Sunday, January 31, 2021

Personalizing Hello World -- Char Arrays, and Giving the User a Menu

[TOC]

Continuing with the idea of greeting to further extend our beachhead, let's say we want the computer to give the user a list of people to greet, and let the user choose who gets greeted from that.

Hold on to your hat, this is a significantly longer and more involved program.


/* Extending the Hello World! greeting beachhead --
** Let the user choose from a list whom the computer should greet.
** This instance the work of Joel Rees.
** Copyright 2021 Joel Matthew Rees.
** Permission granted to modify, compile, and run
** for personal and educational use.
*/


#include <stdio.h>
#include <stdlib.h>
#include <ctype.h>


#define MENU_CT 10
#define MENU_ITEM_LN 12


char menu[ MENU_CT ][ MENU_ITEM_LN + 1 ] =
{
  "Johnny",
  "Ginnie",
  "Marion",
  "Deborah Ann",
  "Howard",
  "Joe",
  "Robin",
  "Dawn",
  "Cornelia Maxi", /* <= Look closely at this! */
  "Nina"
};


void my_puts( char string[] ) /* What's different this time? */
{
  int i;

  for ( i = 0; string[ i ] != '\0'; ++i )
  {
    putchar( string[ i ] );
  }
  putchar( '\n' );
}


/* Convert a number from zero to nine to a digit character. */
int textdigit( int n )  
{
  return n + '0';  /* A trick of ASCII encoding! */
}


/* Convert a number to a text digit and put it on the output device. */
void putdigit( int n )  
{
  putchar( textdigit( n ) );
}


int main( int argc, char * argv[] )
{
  int i;
  int ch;

  my_puts( "From among" );
  for ( i = 0; i < MENU_CT; ++i )
  {
    putchar( '\t' );  putdigit ( i );  putchar( ':' );
    putchar( ' ' );   my_puts( menu[i] );
  }

  my_puts( "Whom should I greet?" );
  ch = getchar();
  while ( !isdigit( ch ) )
  {
    putchar( ch );  putchar( '?' );
    fputs( "Please enter a number from 0 to ", stdout );  putdigit( MENU_CT - 1 ); 
    my_puts( ":" );  /* <= Why do I do it this way? */
    ch = getchar();
  }

  fputs( "Oh-kay, ", stdout );  putchar( ch );  my_puts( "." );
  putchar( '\n' );  putchar( '\n' );  putchar( '\n' );  putchar( '\n' );
  fputs( "Hal-looooooooooooo ", stdout );
  my_puts( menu[ ch - '0' ] );
}

Copy/paste that into your favorite text editor window, or at least one you're comfortable with, and keep it open where you can reference it, and let's work through it.

This program references the ctype library. This library allows you to check characters in the ASCII range, to determine such things as whether they are digits, punctuation, space, etc. It is where get isdigit(), which we use to check the menu selection, so we #include the header.

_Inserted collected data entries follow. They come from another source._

//! Enthalpy-balance mixing of two gas streams (e.g. hot gas path with
//! cooling-air bleed return).

use cycle_core::Real;

use crate::work_fluid::WorkFluid;

/// Outer-loop iteration cap, shared with the convention used by the network solver.
const MAX_ITER: usize = 50;

/// Relative-residual precision for the mixed temperature, matching the
/// textbook mixing routine this is derived from.
const PRECISION: Real = 1e-3;

/// Solve for the adiabatic mixing temperature of two streams by Picard
/// iteration on `T_mix = (cp_hot*T_hot*g_hot + cp_cold*T_cold*g_cold) / (c_p_av(T_mix) * (g_hot + g_cold))`.
///
/// `cp_hot_true` and `cp_cold_true` are the *true* (instantaneous) specific
/// heats of the two inlet streams at their own temperatures; `mixture_fluid`
/// and `alpha_mixture` describe the combined stream whose *mean* c_p (relative
/// to [`crate::work_fluid::T_REF`]) is evaluated at the current temperature
/// guess each iteration, matching the enthalpy-balance convention used
/// throughout the cycle.
pub fn mix_temperature(
    mixture_fluid: WorkFluid,
    alpha_mixture: Real,
    cp_hot_true: Real,
    t_hot: Real,
    g_hot: Real,
    cp_cold_true: Real,
    t_cold: Real,
    g_cold: Real,
) -> Real {
    let numerator = cp_hot_true * t_hot * g_hot + cp_cold_true * t_cold * g_cold;
    let denom_g = g_hot + g_cold;

    let mut t = t_hot;
    for iter in 0..MAX_ITER {
        let cp_mix = mixture_fluid.c_p_av(t, alpha_mixture);
        let t_new = numerator / (cp_mix * denom_g);
        let res = (t_new - t).abs() / t;
        t = t_new;
        tracing::trace!(iter, t, res, "mixing iteration");
        if res < PRECISION {
            break;
        }
    }
    t
}
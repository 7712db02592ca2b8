use thiserror::Error;

pub type TfResult<T> = Result<T, TfError>;

#[derive(Error, Debug)]
pub enum TfError {
    #[error("Non-finite numeric value for {what}: {value}")]
    NonFinite { what: &'static str, value: f64 },

    #[error("Invalid argument: {what}")]
    InvalidArg { what: &'static str },

    #[error("Index out of bounds: {what} (index={index}, len={len})")]
    IndexOob {
        what: &'static str,
        index: usize,
        len: usize,
    },

    #[error("Invariant violated: {what}")]
    Invariant { what: &'static str },
}
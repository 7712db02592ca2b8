//! Graph-specific error types.

use cycle_core::{StreamId, UnitId};
use thiserror::Error;

/// Result type for graph operations.
pub type GraphResult<T> = Result<T, GraphError>;

/// Errors raised while assembling or inferring behaviour over a cycle graph.
#[derive(Error, Debug, Clone, PartialEq, Eq)]
pub enum GraphError {
    /// A `connect_*` call named a unit that was never registered with the graph.
    #[error("connect referenced unregistered unit {0}")]
    TopologyError(UnitId),

    /// A `make_output`/`make_input` assertion would force both ends of a
    /// stream to the same polarity -- the topology is ill-posed or
    /// over-constrained.
    #[error(
        "port polarity conflict on unit {unit} channel {channel:?}: already {existing:?}, cannot also become {attempted:?}"
    )]
    PortPolarityConflict {
        unit: UnitId,
        channel: crate::graph::Channel,
        existing: crate::graph::Polarity,
        attempted: crate::graph::Polarity,
    },

    /// Behaviour inference made no further progress after `max_passes`
    /// passes with ports still left `Undefined`.
    #[error("behaviour setting did not converge after {max_passes} passes ({remaining} ports still undefined)")]
    BehaviourSettingFailed { max_passes: usize, remaining: usize },

    /// Exactly one `Atmosphere` unit is required to anchor the topological walk.
    #[error("expected exactly one Atmosphere unit, found {found}")]
    AtmosphereCount { found: usize },

    /// Behaviour inference finished without error, but a stream still
    /// doesn't have exactly one `Input` end and one `Output` end -- a
    /// final consistency check failed even though no individual
    /// assignment conflicted.
    #[error("stream {0} did not settle to exactly one input and one output end")]
    UnresolvedStream(StreamId),
}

#define gives you one way to define constants. For many pre-ANSI compilers, #define constants are the only constants. We'll return to #define later to discuss the differences between macros and constants, but, for now, that's what I use it for here, defining the constant count of menu items, MENU_CT, and the constant maximum number of characters in each, MENU_ITEM_LN.

menu[][] is a two-dimensional array of characters, whose size is defined by the above #define constants, MENU_CT, and MENU_ITEM_LN. And it is a true two-dimensional array, allocating MENU_CT times (MENU_ITEM_LN + 1) bytes of memory space.

I just had to bring our my_puts() function in for sentimental reasons. Or, maybe, so I could show a different way to declare its string parameter. It will be useful to stop and compare this definition with the last one, before continuing.

You may by now be asking about the difference between 

char * string;

and 

char string[];

You may, you know. It's a good thing to ask about. 

Well, when declaring string as a parameter to a function, there isn't any effective difference.

If we were declaring string as, say, a global variable, there would be an important difference, but let's not distract ourselves with that just yet. We have too much ground to cover first.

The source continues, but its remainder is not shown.